Our Power, the state-wide consumer protection group, was the leader of last November’s failed ballot initiative to create a public power system, Pine Tree Power, to take over both CMP and the much smaller Versant Power. Our Power said in its brief that “the key to this transaction is not its size, $2.5 Billion, not the proportion of Avangrid’s share owners that would be selling, 18.4%, but is the fact that all of Avangrid’s outstanding publicly-owned shares would be acquired, thus taking Avangrid private – making it the wholly owned creature of Iberdrola and ‘taking it dark.’”
Our Power hired veteran Washington consumer advocate lawyer Scott Hempling to make its detailed case against giving the Iberdrola plan a green light. Hempling most recently was an administrative law judge at the Federal Energy Regulatory Commission.

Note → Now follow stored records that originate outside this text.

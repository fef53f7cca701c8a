//! Logging configuration

use serde::Deserialize;

/// Log level
#[derive(Debug, Clone, Copy, Default, Deserialize, PartialEq, Eq)]
#[serde(rename_all = "lowercase")]
pub enum LogLevel {
    /// Trace level - very verbose
    Trace,
    /// Debug level - debugging information
    Debug,
    /// Info level - normal operation (default)
    #[default]
    Info,
    /// Warn level - warnings only
    Warn,
    /// Error level - errors only
    Error,
}

impl LogLevel {
    /// Convert to a tracing filter string
    pub fn as_str(&self) -> &'static str {
        match self {
            Self::Trace => "trace",
            Self::Debug => "debug",
            Self::Info => "info",
            Self::Warn => "warn",
            Self::Error => "error",
        }
    }
}

/// Log output format
#[derive(Debug, Clone, Copy, Default, Deserialize, PartialEq, Eq)]
#[serde(rename_all = "lowercase")]
pub enum LogFormat {
    /// Human-readable console output (default)
    #[default]
    Console,
    /// JSON structured logging
    Json,
}

/// Logging configuration
///
/// Logs always go to stderr: in `relay` mode stdout may be the data sink
/// itself, so it is never used for diagnostics.
///
/// # Example
///
/// ```toml
/// [log]
/// level = "info"
/// format = "console"
/// ```
#[derive(Debug, Clone, Default, Deserialize, PartialEq, Eq)]
#[serde(default)]
pub struct LogConfig {
    /// Log level (trace, debug, info, warn, error)
    pub level: LogLevel,

    /// Output format (console, json)
    pub format: LogFormat,
}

In his August 12 direct testimony, Hempling argued that “the proposed transaction has, for the Maine utilities’ ratepayers, multiple detriments but no benefits. Iberdrola will give up $2.5 billion of its scarce capital to eliminate thousands of small shareholders – shareholders whose conservative investment goals act as a brake on Iberdrola’s and Avangrid’s risk-taking. That is a detriment. Avangrid will then go private, depriving this Commission, it staff, and the many financial analysts expert in assessing the business risks that affect Maine’s utilities, of the extensive financial reporting that Avangrid makes (and that the utilities, before their takeover by Avangrid and Iberdrola, made) to the Securities and Exchange commission. That is another detriment.”
Hempling added, “All that Petitioners offer in return is a nonfactual, noncommittal assertion that an Iberdrola that owns 100% rather than 81.6% of Avangrid ‘will improve’ Avangrid and Iberdrola’s access to capital. What matters to this Commission is not Avangrid’s or Iberdrola’s access to capital. In the U.S. utility world, what ensures a utility’s access to capital is proper rate-setting by its state commission. A state commission is bound, by statutory and constitutional law, to set rats sufficient to provide the utility a return on equity – specifically, equity invested to provide obligatory service equal to what the utility’s shareholders would earn on investment in businesses of comparable risk….”
“That Iberdrola’s and Avangrid’s access to capital is even an issue here is only because Iberdrola and Avangrid take nonutility risks with the capital they have. If the Commission has concerns about those risks, the answer is to eliminate the risks; the answer is not to eliminate the minority shareholders whose presence helps to limit those risks.”
CMP is the state’s dominant electric company, with some 653,000 customers. Maine’s other investor-owned utility is Bangor-based Versant Power, with some 165,000 customers. Its owner is ENMAX Corp. of Calgary, Alberta, Canada.